**Listed entries**
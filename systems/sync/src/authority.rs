//! In-process session service used for offline play and end-to-end tests.

use std::collections::{BTreeMap, VecDeque};

use tabletop_board::OccupancyGrid;
use tabletop_core::{
    ChannelError, ConfigError, Entity, EntityId, EntitySpec, Envelope, GridCell, Inbound, Intent,
    MapMeta, Role,
};
use tracing::{debug, info};

use crate::Channel;

/// Session service that arbitrates intents locally and answers with sequenced events.
///
/// The authority keeps its own occupancy grid, so it applies the same
/// single-occupancy rules the remote service would.
#[derive(Debug)]
pub struct LocalAuthority {
    code: String,
    map: MapMeta,
    role: Role,
    self_entity: Option<EntityId>,
    participant: String,
    grid: OccupancyGrid,
    entities: BTreeMap<EntityId, Entity>,
    outbox: VecDeque<Envelope>,
    next_sequence: u64,
    next_entity: u64,
}

impl LocalAuthority {
    /// Creates an authority for the campaign seeded with the provided entities.
    ///
    /// Unusable entities are dropped the same way a full resync drops them
    /// on the client.
    pub fn new(
        code: impl Into<String>,
        map: MapMeta,
        role: Role,
        seed: Vec<Entity>,
    ) -> Result<Self, ConfigError> {
        let mut grid = OccupancyGrid::for_map(&map)?;
        let seed: Vec<Entity> = seed
            .into_iter()
            .filter(|entity| entity.defect().is_none())
            .collect();
        let report = grid.rebuild(seed.iter().map(|entity| (&entity.id, entity.position)));
        if report.skipped() > 0 {
            debug!(skipped = report.skipped(), "authority dropped unusable seed entities");
        }
        let entities = seed
            .into_iter()
            .filter(|entity| grid.occupant(entity.position) == Some(&entity.id))
            .map(|entity| (entity.id.clone(), entity))
            .collect();

        Ok(Self {
            code: code.into(),
            map,
            role,
            self_entity: None,
            participant: "you".to_owned(),
            grid,
            entities,
            outbox: VecDeque::new(),
            next_sequence: 1,
            next_entity: 1,
        })
    }

    /// Sets the entity reported as controlled by the joining participant.
    #[must_use]
    pub fn with_self_entity(mut self, entity: EntityId) -> Self {
        self.self_entity = Some(entity);
        self
    }

    /// Sets the name attached to chat lines sent by the participant.
    #[must_use]
    pub fn with_participant(mut self, name: impl Into<String>) -> Self {
        self.participant = name.into();
        self
    }

    /// Removes an entity and broadcasts the removal.
    pub fn remove_entity(&mut self, id: &EntityId) -> bool {
        let Some(removed) = self.entities.remove(id) else {
            return false;
        };
        self.grid.vacate(removed.position);
        self.broadcast(Inbound::EntityRemoved { entity: removed.id });
        true
    }

    /// Broadcasts the current entity set without being asked.
    pub fn broadcast_snapshot(&mut self) {
        let entities = self.entities.values().cloned().collect();
        self.broadcast(Inbound::EntitiesSynced { entities });
    }

    /// Entities currently known to the authority, ordered by identifier.
    pub fn entities(&self) -> impl Iterator<Item = &Entity> {
        self.entities.values()
    }

    fn handle(&mut self, intent: Intent) {
        match intent {
            Intent::JoinSession { code } => {
                if self.reject_foreign_code(&code) {
                    return;
                }
                info!(code = %self.code, "participant joined local session");
                self.broadcast(Inbound::SessionResourcesReady {
                    map: self.map.clone(),
                    role: self.role,
                    self_entity: self.self_entity.clone(),
                });
            }
            Intent::RequestEntityList { code } => {
                if self.reject_foreign_code(&code) {
                    return;
                }
                let entities = self.entities.values().cloned().collect();
                self.broadcast(Inbound::EntityListResult { entities });
            }
            Intent::RequestMove { entity, target } => self.move_entity(entity, target),
            Intent::RequestSpawn { code, spec } => {
                if self.reject_foreign_code(&code) {
                    return;
                }
                self.spawn(spec);
            }
            Intent::SendChat { code, text } => {
                if self.reject_foreign_code(&code) {
                    return;
                }
                self.broadcast(Inbound::ChatMessage {
                    sender: self.participant.clone(),
                    text,
                });
            }
        }
    }

    fn move_entity(&mut self, id: EntityId, target: GridCell) {
        let Some(entity) = self.entities.get_mut(&id) else {
            self.notify(format!("cannot move unknown entity {id}"));
            return;
        };
        if let Err(error) = self.grid.move_entity(&id, entity.position, target) {
            self.notify(format!("move of {id} rejected: {error}"));
            return;
        }
        entity.position = target;
        self.broadcast(Inbound::EntityMoved {
            entity: id,
            to: target,
        });
    }

    fn spawn(&mut self, spec: EntitySpec) {
        let Some(cell) = self.first_free_cell() else {
            self.notify("no free cell left for a new entity".to_owned());
            return;
        };
        let id = self.fresh_entity_id();
        if let Err(error) = self.grid.place(&id, cell) {
            self.notify(format!("spawn rejected: {error}"));
            return;
        }

        let entity = Entity {
            id: id.clone(),
            kind: spec.kind,
            display_name: spec.display_name,
            hit_points: spec.hit_points,
            armor_class: spec.armor_class,
            footprint: spec.footprint,
            position: cell,
            asset_ref: spec.asset_ref,
        };
        let _ = self.entities.insert(id, entity.clone());
        self.broadcast(Inbound::EntitySpawned { entity });
    }

    fn fresh_entity_id(&mut self) -> EntityId {
        loop {
            let id = EntityId::new(format!("entity-{}", self.next_entity));
            self.next_entity += 1;
            if !self.entities.contains_key(&id) {
                return id;
            }
        }
    }

    fn first_free_cell(&self) -> Option<GridCell> {
        let (columns, rows) = self.grid.dimensions();
        let columns = i32::try_from(columns).ok()?;
        let rows = i32::try_from(rows).ok()?;
        (0..rows)
            .flat_map(|row| (0..columns).map(move |column| GridCell::new(column, row)))
            .find(|cell| !self.grid.is_occupied(*cell))
    }

    fn reject_foreign_code(&mut self, code: &str) -> bool {
        if code == self.code {
            return false;
        }
        self.notify(format!("unknown campaign code {code}"));
        true
    }

    fn notify(&mut self, detail: String) {
        debug!(%detail, "local authority rejected intent");
        self.broadcast(Inbound::ErrorNotice { detail });
    }

    fn broadcast(&mut self, event: Inbound) {
        let sequence = self.next_sequence;
        self.next_sequence += 1;
        self.outbox.push_back(Envelope::sequenced(sequence, event));
    }
}

impl Channel for LocalAuthority {
    fn send(&mut self, intent: Intent) -> Result<(), ChannelError> {
        self.handle(intent);
        Ok(())
    }

    fn try_recv(&mut self) -> Result<Option<Envelope>, ChannelError> {
        Ok(self.outbox.pop_front())
    }
}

**Instructions to follow**
In the listing above, find the line with "self.outbox.push_back(Envelope::sequenced(sequence, event));" and set down that line and all after it exactly, through the final line.

**Task output**
        self.outbox.push_back(Envelope::sequenced(sequence, event));
    }
}

impl Channel for LocalAuthority {
    fn send(&mut self, intent: Intent) -> Result<(), ChannelError> {
        self.handle(intent);
        Ok(())
    }

    fn try_recv(&mut self) -> Result<Option<Envelope>, ChannelError> {
        Ok(self.outbox.pop_front())
    }
}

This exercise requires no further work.